An early scene, for instance, has Forrest listening to his Mom having sex with his headmaster just so he won’t get sent to a special school; a great example for a minor. The treatment of the character of Jenny, moreover, is morally questionable. A representation of the 1960’s counterculture, she becomes a hippie, parties hard, wants to be a singer, an activist, and by the end becomes a sexually abused drug-addict who sadly dies of AIDS.

As for Forrest himself, the overarching message could be surmised as ‘do what you’re told’. When Jenny tells him to run in any situation of danger, he runs; a pattern that continues throughout his life.

Essentially, the film is stating that in order to be successful and safe, one simply has to do what they’re told without questioning anything. While an uncomfortable message in itself, what makes it deeply unsettling is the presentation of the opposite side and its consequences.

Consider what happens to those he comes into contact with throughout the film: Bubba, a budding shrimp tycoon, is shot down in Vietnam; Lieutenant Dan, while desiring a noble death on the battlefield like his forefathers, is instead crippled and becomes a hollow version of his former self. Only Forrest is rewarded, only Forrest survives intact.

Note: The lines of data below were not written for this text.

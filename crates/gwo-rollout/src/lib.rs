// SPDX-License-Identifier: MIT OR Apache-2.0
//! gwo-rollout
#![deny(unsafe_code)]
#![warn(missing_docs)]
//!
//! The rollout / judge gate. Observed metrics are held against a budget;
//! a breach yields a `rollback` verdict and a rollback proof signed by the
//! active key so the decision can be verified offline. The judge wraps
//! verdicts into a small signed envelope bound to a manifest hash. A
//! canary tracker models the deployment state machine and trips on error
//! rate or repeated health-check failures.

use chrono::{DateTime, Utc};
use gwo_config::RolloutBudget;
use gwo_core::canonical_json;
use gwo_keyring::{KeyAlgorithm, Keyring, KeyringError};
use serde::{Deserialize, Serialize};
use std::collections::VecDeque;

/// Errors from gate operations.
#[derive(Debug, thiserror::Error)]
pub enum RolloutError {
    /// Signing failed (usually: no active key).
    #[error("rollout signing: {0}")]
    Keyring(#[from] KeyringError),
    /// A payload could not be canonicalized.
    #[error("rollout serde: {0}")]
    Serde(#[from] serde_json::Error),
}

/// One observed metrics window.
#[derive(Debug, Clone, PartialEq, Serialize, Deserialize)]
pub struct RolloutMetrics {
    /// Requests observed in the window.
    pub requests: u64,
    /// Errors observed in the window.
    pub errors: u64,
    /// Window length in seconds.
    #[serde(default)]
    pub window_s: u64,
    /// Optional namespace label.
    #[serde(default, skip_serializing_if = "Option::is_none")]
    pub ns: Option<String>,
}

impl RolloutMetrics {
    /// Errors over requests; a zero-request window counts as one request.
    #[must_use]
    pub fn error_rate(&self) -> f64 {
        self.errors as f64 / self.requests.max(1) as f64
    }
}

/// Gate decision.
#[derive(Debug, Clone, Copy, PartialEq, Eq, Serialize, Deserialize)]
#[serde(rename_all = "lowercase")]
pub enum Verdict {
    /// Budget holds; the rollout continues.
    Proceed,
    /// Budget breached; roll back.
    Rollback,
}

impl std::fmt::Display for Verdict {
    fn fmt(&self, f: &mut std::fmt::Formatter<'_>) -> std::fmt::Result {
        match self {
            Self::Proceed => f.write_str("proceed"),
            Self::Rollback => f.write_str("rollback"),
        }
    }
}

/// Hold `metrics` against `budget`.
///
/// `proceed` requires both enough observed traffic and an error rate
/// within budget; anything else rolls back.
#[must_use]
pub fn evaluate(metrics: &RolloutMetrics, budget: &RolloutBudget) -> Verdict {
    if metrics.requests >= budget.min_requests && metrics.error_rate() <= budget.error_budget {
        Verdict::Proceed
    } else {
        Verdict::Rollback
    }
}

// ---------------------------------------------------------------------------
// Signed artifacts
// ---------------------------------------------------------------------------

/// Offline-verifiable evidence that a rollback verdict was issued.
#[derive(Debug, Clone, PartialEq, Serialize, Deserialize)]
pub struct RollbackProof {
    /// Hash of the manifest the rollback applies to.
    pub manifest_hash: String,
    /// The metrics window that breached the budget.
    pub metrics: RolloutMetrics,
    /// When the verdict was issued.
    pub ts: DateTime<Utc>,
    /// Signing algorithm.
    pub alg: KeyAlgorithm,
    /// Key that signed the proof.
    pub key_id: String,
    /// Signature over the canonical payload, URL-safe base64 no-pad.
    pub sig: String,
}

fn proof_payload(
    manifest_hash: &str,
    metrics: &RolloutMetrics,
    ts: DateTime<Utc>,
) -> Result<Vec<u8>, serde_json::Error> {
    canonical_json(&serde_json::json!({
        "manifest_hash": manifest_hash,
        "metrics": metrics,
        "ts": ts,
    }))
}

/// Build and sign a rollback proof with the active HMAC key.
///
/// # Errors
///
/// [`RolloutError::Keyring`] when no active key can sign.
pub fn build_rollback_proof(
    manifest_hash: impl Into<String>,
    metrics: RolloutMetrics,
    keyring: &Keyring,
) -> Result<RollbackProof, RolloutError> {
    let manifest_hash = manifest_hash.into();
    let ts = Utc::now();
    let payload = proof_payload(&manifest_hash, &metrics, ts)?;
    let envelope = keyring.sign(&payload)?;
    Ok(RollbackProof {
        manifest_hash,
        metrics,
        ts,
        alg: envelope.alg,
        key_id: envelope.key_id,
        sig: envelope.sig,
    })
}

impl RollbackProof {
    /// Verify the proof against the keyring under its named key.
    #[must_use]
    pub fn verify(&self, keyring: &Keyring) -> bool {
        match proof_payload(&self.manifest_hash, &self.metrics, self.ts) {
            Ok(payload) => keyring.verify(&payload, &self.sig, Some(&self.key_id)),
            Err(_) => false,
        }
    }

    /// Verify the proof against an explicitly named key.
    #[must_use]
    pub fn verify_with_key(&self, keyring: &Keyring, key_id: &str) -> bool {
        match proof_payload(&self.manifest_hash, &self.metrics, self.ts) {
            Ok(payload) => keyring.verify(&payload, &self.sig, Some(key_id)),
            Err(_) => false,
        }
    }
}

/// A judge's signed wrapper around a verdict, bound to a manifest hash.
#[derive(Debug, Clone, PartialEq, Serialize, Deserialize)]
pub struct JudgeEnvelope {
    /// Signing algorithm.
    pub alg: KeyAlgorithm,
    /// Key that signed the envelope.
    pub kid: String,
    /// Canonical JSON payload string (`manifest_hash`, `metrics`, `ts`).
    pub payload: String,
    /// Signature over the payload bytes.
    pub sig: String,
}

/// Issue a signed judge envelope for a manifest hash and metrics window.
///
/// # Errors
///
/// [`RolloutError::Keyring`] when no active key can sign.
pub fn judge_envelope(
    manifest_hash: &str,
    metrics: &RolloutMetrics,
    keyring: &Keyring,
) -> Result<JudgeEnvelope, RolloutError> {
    let payload = proof_payload(manifest_hash, metrics, Utc::now())?;
    let envelope = keyring.sign(&payload)?;
    Ok(JudgeEnvelope {
        alg: envelope.alg,
        kid: envelope.key_id,
        payload: String::from_utf8_lossy(&payload).into_owned(),
        sig: envelope.sig,
    })
}

impl JudgeEnvelope {
    /// Verify the envelope's signature under its named key.
    #[must_use]
    pub fn verify(&self, keyring: &Keyring) -> bool {
        keyring.verify(self.payload.as_bytes(), &self.sig, Some(&self.kid))
    }
}

// ---------------------------------------------------------------------------
// Canary state machine
// ---------------------------------------------------------------------------

/// Deployment phase of a tracked canary.
#[derive(Debug, Clone, Copy, PartialEq, Eq, Serialize, Deserialize)]
#[serde(rename_all = "snake_case")]
pub enum CanaryState {
    /// Nothing deployed.
    Idle,
    /// Canary serving a slice of traffic.
    Canary,
    /// Traffic share being increased.
    Advancing,
    /// Fully rolled out.
    Complete,
    /// Aborted; traffic restored to the stable version.
    RolledBack,
}

/// How many recent health checks the tracker remembers.
const HEALTH_WINDOW: usize = 10;

/// Minimum checks before the failure-majority rule can trip.
const HEALTH_MIN_CHECKS: usize = 3;

/// Tracks one canary deployment through
/// `idle → canary → (advancing → canary)* → (complete | rolled_back)`.
///
/// Rollback trips when the observed error rate breaches the budget or when
/// more than half of the last `HEALTH_MIN_CHECKS`-or-more health checks
/// failed.
#[derive(Debug, Clone)]
pub struct CanaryTracker {
    state: CanaryState,
    budget: RolloutBudget,
    health: VecDeque<bool>,
}

impl CanaryTracker {
    /// New idle tracker with the given budget.
    #[must_use]
    pub fn new(budget: RolloutBudget) -> Self {
        Self {
            state: CanaryState::Idle,
            budget,
            health: VecDeque::with_capacity(HEALTH_WINDOW),
        }
    }

    /// Current phase.
    #[must_use]
    pub fn state(&self) -> CanaryState {
        self.state
    }

    /// Start a canary. Only valid from `idle`; returns whether the
    /// transition applied.
    pub fn begin(&mut self) -> bool {
        if self.state != CanaryState::Idle {
            return false;
        }
        self.state = CanaryState::Canary;
        self.health.clear();
        true
    }

    /// Begin increasing the traffic share. Only valid from `canary`;
    /// returns whether the transition applied.
    pub fn advance(&mut self) -> bool {
        if self.state != CanaryState::Canary {
            return false;
        }
        self.state = CanaryState::Advancing;
        true
    }

    /// Finish an advance step, returning to `canary`; returns whether the
    /// transition applied.
    pub fn settle(&mut self) -> bool {
        if self.state != CanaryState::Advancing {
            return false;
        }
        self.state = CanaryState::Canary;
        true
    }

    /// Declare the rollout complete. Only valid from `canary`; returns
    /// whether the transition applied.
    pub fn complete(&mut self) -> bool {
        if self.state != CanaryState::Canary {
            return false;
        }
        self.state = CanaryState::Complete;
        true
    }

    /// Record a health check. Returns the state after applying the
    /// failure-majority rule.
    pub fn record_health(&mut self, healthy: bool) -> CanaryState {
        if self.health.len() == HEALTH_WINDOW {
            self.health.pop_front();
        }
        self.health.push_back(healthy);

        if self.in_flight() && self.health.len() >= HEALTH_MIN_CHECKS {
            let failures = self.health.iter().filter(|h| !**h).count();
            if failures * 2 > self.health.len() {
                self.state = CanaryState::RolledBack;
            }
        }
        self.state
    }

    /// Record a metrics window. An error-rate breach rolls the canary
    /// back.
    pub fn record_metrics(&mut self, metrics: &RolloutMetrics) -> CanaryState {
        if self.in_flight() && metrics.error_rate() > self.budget.error_budget {
            self.state = CanaryState::RolledBack;
        }
        self.state
    }

    fn in_flight(&self) -> bool {
        matches!(self.state, CanaryState::Canary | CanaryState::Advancing)
    }
}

In this sense, Robert Zemeckis’s film becomes akin to a piece of American propaganda under cover of a Hollywood blockbuster. Any search for depth or satire, of which both could be found in this narrative, are lost in the highlighting of America as a great and proud country, where its citizens must serve and protect with no thought for themselves or others. What Forrest Gump shows is that, while style and comedy can be intoxicating, subtext is important, and one must always consider what it holds.

 

5. Schindler’s List (#6)

schindlers-list

A self-important film beyond belief, what else could one expect from a film about such a weighty issue from one of Hollywood’s premium exporters of sentimentality and kitsch? The Holocaust is a subject which requires delicate care and consideration when aiming to understand it or explore it in the arts.

Schindler’s List (1993) tells the true story of Oskar Schindler, an industrialist who saved hundreds of Polish Jews from concentration camps by enlisting them to work in his factory in Krakow. He was, literally, the difference between life and death. By necessity or expectancy, the script by Steven Zaillian gives little time to any of the saved victims; the focus is fully on Schindler, his accountant Itzhak Stern, and the prominent Nazi Amon Goeth, and here lies the first problem.

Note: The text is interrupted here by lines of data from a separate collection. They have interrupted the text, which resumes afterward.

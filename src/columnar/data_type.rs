//! Attribute keys.
//!
//! A [`DataType`] names one attribute and the Rust type of its values, and
//! knows how to build the column that stores it. The schema keys its
//! registry by [`DataTypeKey`], which is derived from the implementing type
//! plus an optional variant, so two values of the same unit struct are the
//! same attribute while parameterized types can still tell instances apart.

use std::any::{Any, TypeId};
use std::fmt;
use std::hash::{Hash, Hasher};
use std::sync::Arc;

use rustc_hash::FxHasher;

use crate::columnar::buffer::ObjectBuffer;
use crate::columnar::column::{Column, ColumnEntry, ConcurrentColumn};
use crate::columnar::storage::StorageBackend;
use crate::error::Result;

/// A cell value with its type erased.
pub type AnyValue = Box<dyn Any + Send + Sync>;

/// Shared, type-erased data type.
pub type DataTypeRef = Arc<dyn AnyDataType>;

/// Identity and column factory of one attribute.
///
/// The default factory keeps values in per-cell locked heap slots. Numeric
/// attributes usually override [`create_column`](Self::create_column) to use
/// one of the primitive buffers instead.
///
/// ```
/// use rowbase::columnar::DataType;
///
/// #[derive(Debug, Clone)]
/// struct Charge;
///
/// impl DataType for Charge {
///     type Value = i64;
///
///     fn unique_id(&self) -> &str {
///         "charge"
///     }
/// }
/// ```
pub trait DataType: Clone + Send + Sync + fmt::Debug + 'static {
    /// Rust type of the attribute's values.
    type Value: Clone + Send + Sync + 'static;

    /// Stable, human readable identifier.
    fn unique_id(&self) -> &str;

    /// Distinguishes instances of one implementing type. Unit structs keep
    /// the default.
    ///
    /// Instances with equal variants but different [`unique_id`](Self::unique_id)s
    /// cannot both be registered in one schema.
    fn variant(&self) -> u64 {
        0
    }

    /// Build the column for this attribute with room for `capacity` rows.
    fn create_column(
        &self,
        capacity: usize,
        storage: &Arc<dyn StorageBackend>,
    ) -> Result<Box<dyn Column<Self::Value>>> {
        let _ = storage;
        Ok(Box::new(ConcurrentColumn::new(ObjectBuffer::new(capacity))))
    }
}

/// Registry key of a data type.
#[derive(Debug, Clone, Copy, PartialEq, Eq, Hash)]
pub struct DataTypeKey {
    type_id: TypeId,
    variant: u64,
}

impl DataTypeKey {
    /// Key of `data_type`.
    #[inline]
    pub fn of<D: DataType>(data_type: &D) -> Self {
        DataTypeKey {
            type_id: TypeId::of::<D>(),
            variant: data_type.variant(),
        }
    }
}

/// Object-safe view of a [`DataType`]. Implemented for every data type.
pub trait AnyDataType: Send + Sync + 'static {
    /// Registry key.
    fn key(&self) -> DataTypeKey;

    /// The data type's unique id.
    fn name(&self) -> &str;

    /// Name of the value type, for diagnostics.
    fn value_type_name(&self) -> &'static str;

    /// Build the registry entry holding this data type's column.
    fn create_entry(&self, capacity: usize, storage: &Arc<dyn StorageBackend>) -> Result<ColumnEntry>;

    /// Downcast support.
    fn as_any(&self) -> &dyn Any;
}

impl<D: DataType> AnyDataType for D {
    fn key(&self) -> DataTypeKey {
        DataTypeKey::of(self)
    }

    fn name(&self) -> &str {
        self.unique_id()
    }

    fn value_type_name(&self) -> &'static str {
        std::any::type_name::<D::Value>()
    }

    fn create_entry(&self, capacity: usize, storage: &Arc<dyn StorageBackend>) -> Result<ColumnEntry> {
        let column = self.create_column(capacity, storage)?;
        Ok(ColumnEntry::new(Arc::new(self.clone()), column))
    }

    fn as_any(&self) -> &dyn Any {
        self
    }
}

impl dyn AnyDataType {
    /// Whether this is the data type `other`.
    pub fn is<D: DataType>(&self, other: &D) -> bool {
        self.key() == DataTypeKey::of(other)
    }

    /// Downcast to a concrete data type.
    pub fn downcast_ref<D: DataType>(&self) -> Option<&D> {
        self.as_any().downcast_ref::<D>()
    }
}

impl fmt::Debug for dyn AnyDataType {
    fn fmt(&self, f: &mut fmt::Formatter<'_>) -> fmt::Result {
        write!(f, "{} ({})", self.name(), self.value_type_name())
    }
}

/// Wrap a data type for the type-erased schema APIs.
pub fn data_type_ref<D: DataType>(data_type: &D) -> DataTypeRef {
    Arc::new(data_type.clone())
}

/// Stable variant number for a data type parameterized by a name.
pub fn variant_of(name: &str) -> u64 {
    let mut hasher = FxHasher::default();
    name.hash(&mut hasher);
    hasher.finish()
}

In Steven Spielberg’s hands, the Jews don’t matter, in the process becoming mere abstractions, cardboard story props for his emotional manipulation. They function as pawns for Schindler to find and save, yet another example of the ‘White Savior’ complex Hollywood adores. And in his 3 main characters aforementioned, he tied the film together in classic narrative form: main protagonist, his caring sidekick, and villainous antagonist.

For the Holocaust, the facts are enough: Spielberg only had to train his camera on the true story, detail the immense horrors of the truth, and the emotional effect would have been enough; by emphasizing his clichéd character ciphers, the result is something verging on insulting. By not presenting the facts as they happened and not turning his view inward, the film then becomes an inferior product, namely it becomes a spectacle, something which the Holocaust should never have been allowed to become.

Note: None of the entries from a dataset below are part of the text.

//! # Rowbase
//!
//! `rowbase` is a concurrent columnar record store. Rows are allocated from a
//! shared [`Schema`](columnar::Schema), attributes can be registered while
//! worker threads are reading and writing cells, and the hot per-cell path
//! never blocks unless a column is growing at that very moment.
//!
//! ## Features
//!
//! - Open schema: typed attributes are added at runtime
//! - Optimistic, validated cell access on top of a stamped lock
//! - Amortized row allocation with parallel column growth
//! - NaN as the unset marker for float columns, no validity bitmaps
//! - Optional memory-mapped storage for large numeric columns
//! - Per-source object slots for multi-file feature tables
//!
//! ## Example
//!
//! ```
//! use std::sync::Arc;
//! use rowbase::columnar::{Float64Type, Row, Schema, SchemaOptions};
//!
//! # fn main() -> Result<(), Box<dyn std::error::Error>> {
//! let schema = Arc::new(Schema::with_options(SchemaOptions::new().initial_capacity(5000))?);
//! let mz = Float64Type::new("mz");
//! schema.add_data_type(&mz)?;
//!
//! let row = Row::new(&schema)?;
//! row.set(&mz, 524.26)?;
//! assert_eq!(row.get(&mz)?, Some(524.26));
//! # Ok(())
//! # }
//! ```

pub mod columnar;
pub mod error;
pub mod mmap;
pub mod platform;
pub mod utils;

pub use columnar::{DataType, Row, Schema, SchemaOptions, StorageOptions};
pub use error::{Error, Result};
pub use mmap::{MmapMut, MmapOptions, MmapRaw};

/// Version information
pub const VERSION: &str = env!("CARGO_PKG_VERSION");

Focusing on the actual scenes contained in the film, far too many problematic sequences occur: a myriad of innocent Jews being gunned down by the SS; the subplot of the train being accidentally sent to Auschwitz; the garish stylistic touch of the little girl in her red coat amidst the sea of black and white filming. These are not worthy of a work attempting to portray the Holocaust.

The overarching heavy-handedness of the film makes it feel like it was created in a cinematic lab: Spielberg’s version of the events feels uncomfortably manipulated and controlled. While it’s a committed piece, the commitment sadly feels in the wrong direction: what Spielberg aims for isn’t understanding of an extremely touching and overwhelming historical event, but a statue bearing another Oscar’s name; it was all for the glory and the plaudits, the use of others’ pain in the search for triumph.